* About this exercise: Below are records; give the number of their lines that hold the word "Decimal", and write nothing more.

[Collected data entries]

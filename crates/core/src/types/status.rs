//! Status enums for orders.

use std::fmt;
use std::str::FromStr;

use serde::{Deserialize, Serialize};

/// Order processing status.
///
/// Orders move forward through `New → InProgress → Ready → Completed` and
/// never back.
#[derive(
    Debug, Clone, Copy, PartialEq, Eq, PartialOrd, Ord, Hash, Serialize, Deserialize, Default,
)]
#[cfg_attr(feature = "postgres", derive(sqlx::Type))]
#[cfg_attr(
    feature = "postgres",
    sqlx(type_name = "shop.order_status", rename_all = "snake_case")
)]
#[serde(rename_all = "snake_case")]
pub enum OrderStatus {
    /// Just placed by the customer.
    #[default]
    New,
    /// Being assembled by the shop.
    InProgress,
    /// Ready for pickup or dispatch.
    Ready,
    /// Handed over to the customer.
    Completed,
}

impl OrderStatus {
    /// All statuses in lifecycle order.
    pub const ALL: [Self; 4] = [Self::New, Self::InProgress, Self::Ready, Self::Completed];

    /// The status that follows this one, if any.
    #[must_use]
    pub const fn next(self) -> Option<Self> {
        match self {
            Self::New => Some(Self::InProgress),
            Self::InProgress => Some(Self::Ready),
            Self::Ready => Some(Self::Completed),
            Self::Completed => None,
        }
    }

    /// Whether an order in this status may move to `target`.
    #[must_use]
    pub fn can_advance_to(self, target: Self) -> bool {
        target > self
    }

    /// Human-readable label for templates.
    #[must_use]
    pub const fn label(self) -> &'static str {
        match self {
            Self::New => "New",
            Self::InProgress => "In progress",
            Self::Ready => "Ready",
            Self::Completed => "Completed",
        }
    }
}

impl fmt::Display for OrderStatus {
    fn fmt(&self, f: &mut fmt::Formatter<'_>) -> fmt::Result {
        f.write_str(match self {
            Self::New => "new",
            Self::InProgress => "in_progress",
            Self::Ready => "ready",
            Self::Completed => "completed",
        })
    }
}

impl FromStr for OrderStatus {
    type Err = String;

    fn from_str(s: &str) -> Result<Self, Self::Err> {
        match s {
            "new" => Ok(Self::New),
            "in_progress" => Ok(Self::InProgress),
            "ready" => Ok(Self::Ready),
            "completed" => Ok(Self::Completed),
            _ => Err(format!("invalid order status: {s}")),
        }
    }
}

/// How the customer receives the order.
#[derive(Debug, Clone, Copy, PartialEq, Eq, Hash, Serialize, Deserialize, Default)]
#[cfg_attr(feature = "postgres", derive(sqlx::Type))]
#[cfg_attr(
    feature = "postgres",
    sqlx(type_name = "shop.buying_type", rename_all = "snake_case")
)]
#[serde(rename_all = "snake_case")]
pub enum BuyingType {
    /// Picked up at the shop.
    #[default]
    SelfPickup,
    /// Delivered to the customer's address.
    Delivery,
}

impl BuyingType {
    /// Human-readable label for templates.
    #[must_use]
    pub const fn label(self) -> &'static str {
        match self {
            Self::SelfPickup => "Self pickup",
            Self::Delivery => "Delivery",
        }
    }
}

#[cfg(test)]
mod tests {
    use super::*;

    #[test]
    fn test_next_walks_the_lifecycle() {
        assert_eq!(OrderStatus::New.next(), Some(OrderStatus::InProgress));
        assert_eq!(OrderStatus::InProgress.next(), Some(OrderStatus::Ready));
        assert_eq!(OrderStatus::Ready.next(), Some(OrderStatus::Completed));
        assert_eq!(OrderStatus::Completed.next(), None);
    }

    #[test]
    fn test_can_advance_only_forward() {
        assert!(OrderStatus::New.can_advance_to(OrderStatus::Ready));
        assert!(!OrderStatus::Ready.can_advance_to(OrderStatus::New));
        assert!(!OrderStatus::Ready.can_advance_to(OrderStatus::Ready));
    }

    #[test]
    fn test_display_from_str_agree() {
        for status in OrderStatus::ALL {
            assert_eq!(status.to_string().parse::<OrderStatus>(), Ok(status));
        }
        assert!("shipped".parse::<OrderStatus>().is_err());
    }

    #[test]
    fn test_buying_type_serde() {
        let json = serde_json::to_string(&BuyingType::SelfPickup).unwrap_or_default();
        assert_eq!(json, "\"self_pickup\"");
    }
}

* * *

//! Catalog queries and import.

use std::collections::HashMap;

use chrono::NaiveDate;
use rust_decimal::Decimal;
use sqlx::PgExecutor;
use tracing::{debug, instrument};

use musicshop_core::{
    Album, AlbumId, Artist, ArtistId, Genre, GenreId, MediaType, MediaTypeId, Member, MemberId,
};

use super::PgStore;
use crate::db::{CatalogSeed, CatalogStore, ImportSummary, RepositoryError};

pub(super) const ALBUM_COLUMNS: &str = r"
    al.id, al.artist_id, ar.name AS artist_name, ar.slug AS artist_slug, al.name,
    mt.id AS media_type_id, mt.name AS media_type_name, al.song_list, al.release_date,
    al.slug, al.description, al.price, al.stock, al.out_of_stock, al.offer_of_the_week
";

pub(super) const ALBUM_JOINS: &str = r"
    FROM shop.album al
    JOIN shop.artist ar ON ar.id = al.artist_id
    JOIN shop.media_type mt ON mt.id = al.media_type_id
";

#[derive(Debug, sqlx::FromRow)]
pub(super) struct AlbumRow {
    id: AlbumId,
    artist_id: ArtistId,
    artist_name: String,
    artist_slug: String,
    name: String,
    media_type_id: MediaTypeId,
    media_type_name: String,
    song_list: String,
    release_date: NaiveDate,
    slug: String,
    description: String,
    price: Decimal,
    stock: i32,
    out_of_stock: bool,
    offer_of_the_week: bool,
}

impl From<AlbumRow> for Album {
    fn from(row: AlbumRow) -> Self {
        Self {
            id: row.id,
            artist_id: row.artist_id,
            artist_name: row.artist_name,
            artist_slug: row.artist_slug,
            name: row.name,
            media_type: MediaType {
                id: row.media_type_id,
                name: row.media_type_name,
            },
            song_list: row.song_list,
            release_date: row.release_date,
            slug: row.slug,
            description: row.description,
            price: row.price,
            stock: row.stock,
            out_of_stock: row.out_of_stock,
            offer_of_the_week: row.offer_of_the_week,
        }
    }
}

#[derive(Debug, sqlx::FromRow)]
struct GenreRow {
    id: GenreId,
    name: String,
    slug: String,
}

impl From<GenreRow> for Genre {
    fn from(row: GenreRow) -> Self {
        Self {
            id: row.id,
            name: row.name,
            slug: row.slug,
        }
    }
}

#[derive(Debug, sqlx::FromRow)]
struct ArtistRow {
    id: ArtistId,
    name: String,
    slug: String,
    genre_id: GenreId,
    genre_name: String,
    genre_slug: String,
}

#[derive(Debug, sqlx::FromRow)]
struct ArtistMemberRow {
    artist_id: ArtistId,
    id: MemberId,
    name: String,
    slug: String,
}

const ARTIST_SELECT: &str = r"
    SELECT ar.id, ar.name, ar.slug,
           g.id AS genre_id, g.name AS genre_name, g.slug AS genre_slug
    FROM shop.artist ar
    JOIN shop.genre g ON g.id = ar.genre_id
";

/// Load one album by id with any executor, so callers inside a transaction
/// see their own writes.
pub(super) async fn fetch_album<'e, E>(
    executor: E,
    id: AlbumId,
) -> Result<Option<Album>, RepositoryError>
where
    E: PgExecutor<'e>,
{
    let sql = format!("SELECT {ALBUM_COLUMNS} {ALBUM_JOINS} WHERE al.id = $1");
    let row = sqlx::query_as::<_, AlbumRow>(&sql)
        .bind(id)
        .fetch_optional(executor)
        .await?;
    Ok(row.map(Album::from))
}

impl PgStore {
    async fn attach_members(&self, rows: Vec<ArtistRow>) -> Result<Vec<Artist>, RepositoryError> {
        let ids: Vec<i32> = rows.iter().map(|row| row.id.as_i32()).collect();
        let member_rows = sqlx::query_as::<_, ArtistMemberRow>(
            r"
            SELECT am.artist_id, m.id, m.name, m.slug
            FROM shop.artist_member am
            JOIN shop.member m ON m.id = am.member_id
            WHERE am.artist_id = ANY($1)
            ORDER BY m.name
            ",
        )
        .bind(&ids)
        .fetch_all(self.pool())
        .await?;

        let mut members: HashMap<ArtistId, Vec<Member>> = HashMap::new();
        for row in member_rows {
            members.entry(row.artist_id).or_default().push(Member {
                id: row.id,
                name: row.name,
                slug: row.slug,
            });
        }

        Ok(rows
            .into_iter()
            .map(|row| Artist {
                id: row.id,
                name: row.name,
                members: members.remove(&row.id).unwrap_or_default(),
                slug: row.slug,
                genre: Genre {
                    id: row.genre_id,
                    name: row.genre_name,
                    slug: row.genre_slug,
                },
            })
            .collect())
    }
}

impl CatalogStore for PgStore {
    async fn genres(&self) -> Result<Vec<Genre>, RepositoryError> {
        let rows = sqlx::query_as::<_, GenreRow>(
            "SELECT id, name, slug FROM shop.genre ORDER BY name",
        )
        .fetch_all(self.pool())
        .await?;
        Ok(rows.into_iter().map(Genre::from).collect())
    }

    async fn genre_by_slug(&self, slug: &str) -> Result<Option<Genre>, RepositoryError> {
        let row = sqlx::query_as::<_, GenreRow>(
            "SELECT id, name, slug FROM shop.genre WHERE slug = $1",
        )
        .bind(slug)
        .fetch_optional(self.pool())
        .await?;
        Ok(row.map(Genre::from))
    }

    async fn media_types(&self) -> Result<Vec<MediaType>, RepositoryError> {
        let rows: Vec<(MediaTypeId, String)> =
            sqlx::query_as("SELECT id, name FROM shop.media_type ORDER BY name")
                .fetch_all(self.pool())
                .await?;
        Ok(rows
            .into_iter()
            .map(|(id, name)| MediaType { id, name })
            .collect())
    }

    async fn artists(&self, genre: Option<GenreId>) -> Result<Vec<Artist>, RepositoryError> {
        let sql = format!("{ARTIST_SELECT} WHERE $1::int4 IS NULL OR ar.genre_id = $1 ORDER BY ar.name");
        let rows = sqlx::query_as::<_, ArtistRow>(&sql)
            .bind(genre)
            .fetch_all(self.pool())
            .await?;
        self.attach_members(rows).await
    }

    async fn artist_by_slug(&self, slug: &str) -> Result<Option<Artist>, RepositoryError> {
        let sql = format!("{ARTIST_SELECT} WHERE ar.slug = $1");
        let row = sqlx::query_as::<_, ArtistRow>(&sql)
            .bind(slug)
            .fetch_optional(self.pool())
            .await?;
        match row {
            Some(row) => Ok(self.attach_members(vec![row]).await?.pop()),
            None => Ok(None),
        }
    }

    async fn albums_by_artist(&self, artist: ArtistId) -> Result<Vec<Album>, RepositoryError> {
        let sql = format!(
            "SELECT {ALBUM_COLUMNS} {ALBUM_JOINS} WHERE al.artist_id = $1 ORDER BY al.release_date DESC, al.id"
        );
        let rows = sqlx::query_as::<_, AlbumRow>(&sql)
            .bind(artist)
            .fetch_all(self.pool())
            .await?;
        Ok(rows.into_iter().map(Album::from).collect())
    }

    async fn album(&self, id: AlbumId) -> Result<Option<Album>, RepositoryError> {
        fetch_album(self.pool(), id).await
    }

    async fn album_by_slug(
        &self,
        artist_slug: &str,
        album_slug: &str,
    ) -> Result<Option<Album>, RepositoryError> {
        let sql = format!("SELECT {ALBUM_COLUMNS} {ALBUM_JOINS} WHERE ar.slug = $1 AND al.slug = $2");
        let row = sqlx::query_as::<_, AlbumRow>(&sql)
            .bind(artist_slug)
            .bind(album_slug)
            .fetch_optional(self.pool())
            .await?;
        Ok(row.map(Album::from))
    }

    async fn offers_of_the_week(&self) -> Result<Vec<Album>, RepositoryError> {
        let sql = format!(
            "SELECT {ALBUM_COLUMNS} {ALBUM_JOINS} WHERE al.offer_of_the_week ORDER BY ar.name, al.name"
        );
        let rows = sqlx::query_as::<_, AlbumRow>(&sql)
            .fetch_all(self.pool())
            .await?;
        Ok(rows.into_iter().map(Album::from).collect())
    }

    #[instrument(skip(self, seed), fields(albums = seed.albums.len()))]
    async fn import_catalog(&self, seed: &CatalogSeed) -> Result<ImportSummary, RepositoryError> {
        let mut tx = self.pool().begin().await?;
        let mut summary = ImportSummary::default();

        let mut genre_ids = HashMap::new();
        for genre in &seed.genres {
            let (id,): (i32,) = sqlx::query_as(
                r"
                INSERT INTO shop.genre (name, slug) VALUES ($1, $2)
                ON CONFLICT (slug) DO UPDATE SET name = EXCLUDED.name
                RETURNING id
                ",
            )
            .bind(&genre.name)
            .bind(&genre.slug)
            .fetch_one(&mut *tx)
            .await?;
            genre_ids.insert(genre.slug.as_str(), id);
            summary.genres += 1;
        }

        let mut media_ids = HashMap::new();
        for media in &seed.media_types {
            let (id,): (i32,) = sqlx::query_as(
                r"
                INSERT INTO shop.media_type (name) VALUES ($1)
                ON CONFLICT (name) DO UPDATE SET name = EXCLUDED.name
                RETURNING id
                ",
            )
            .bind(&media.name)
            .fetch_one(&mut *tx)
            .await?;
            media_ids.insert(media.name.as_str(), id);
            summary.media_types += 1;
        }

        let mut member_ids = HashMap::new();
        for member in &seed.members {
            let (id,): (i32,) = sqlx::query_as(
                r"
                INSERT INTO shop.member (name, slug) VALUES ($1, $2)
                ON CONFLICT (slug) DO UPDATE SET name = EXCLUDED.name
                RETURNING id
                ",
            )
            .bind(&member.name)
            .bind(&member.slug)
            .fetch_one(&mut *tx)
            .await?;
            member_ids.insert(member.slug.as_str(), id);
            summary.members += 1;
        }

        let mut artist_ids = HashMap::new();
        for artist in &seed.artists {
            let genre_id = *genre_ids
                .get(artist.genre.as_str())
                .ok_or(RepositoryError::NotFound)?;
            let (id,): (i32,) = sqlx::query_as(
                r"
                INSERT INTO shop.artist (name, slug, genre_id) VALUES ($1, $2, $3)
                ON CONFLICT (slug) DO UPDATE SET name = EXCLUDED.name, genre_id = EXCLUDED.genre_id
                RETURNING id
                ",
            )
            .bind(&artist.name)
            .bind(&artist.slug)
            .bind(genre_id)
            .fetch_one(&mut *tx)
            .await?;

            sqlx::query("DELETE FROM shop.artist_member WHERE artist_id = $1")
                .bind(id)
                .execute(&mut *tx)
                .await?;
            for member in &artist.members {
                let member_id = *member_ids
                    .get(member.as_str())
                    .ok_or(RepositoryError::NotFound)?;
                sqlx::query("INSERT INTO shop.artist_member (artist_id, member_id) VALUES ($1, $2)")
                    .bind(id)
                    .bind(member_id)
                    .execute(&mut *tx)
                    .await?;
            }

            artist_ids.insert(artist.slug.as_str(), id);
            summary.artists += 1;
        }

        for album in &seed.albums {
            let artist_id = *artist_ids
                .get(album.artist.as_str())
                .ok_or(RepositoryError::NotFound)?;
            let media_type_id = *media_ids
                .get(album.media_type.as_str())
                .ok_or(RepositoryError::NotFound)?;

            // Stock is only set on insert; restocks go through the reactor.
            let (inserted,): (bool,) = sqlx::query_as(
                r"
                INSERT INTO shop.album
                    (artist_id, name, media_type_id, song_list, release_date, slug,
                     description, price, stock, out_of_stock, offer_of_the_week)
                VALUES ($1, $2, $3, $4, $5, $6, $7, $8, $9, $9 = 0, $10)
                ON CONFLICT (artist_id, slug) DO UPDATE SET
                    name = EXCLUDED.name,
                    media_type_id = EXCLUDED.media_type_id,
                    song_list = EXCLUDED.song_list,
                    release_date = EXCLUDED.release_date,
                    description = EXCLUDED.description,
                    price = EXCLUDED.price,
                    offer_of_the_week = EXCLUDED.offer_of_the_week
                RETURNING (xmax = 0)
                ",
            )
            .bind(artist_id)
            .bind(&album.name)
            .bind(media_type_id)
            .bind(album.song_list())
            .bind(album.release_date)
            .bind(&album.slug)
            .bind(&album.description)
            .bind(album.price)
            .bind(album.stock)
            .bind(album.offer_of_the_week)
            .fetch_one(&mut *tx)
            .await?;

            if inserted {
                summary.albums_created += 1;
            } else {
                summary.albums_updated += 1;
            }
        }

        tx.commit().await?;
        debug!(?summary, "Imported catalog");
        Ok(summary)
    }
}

* Finished exercise: 2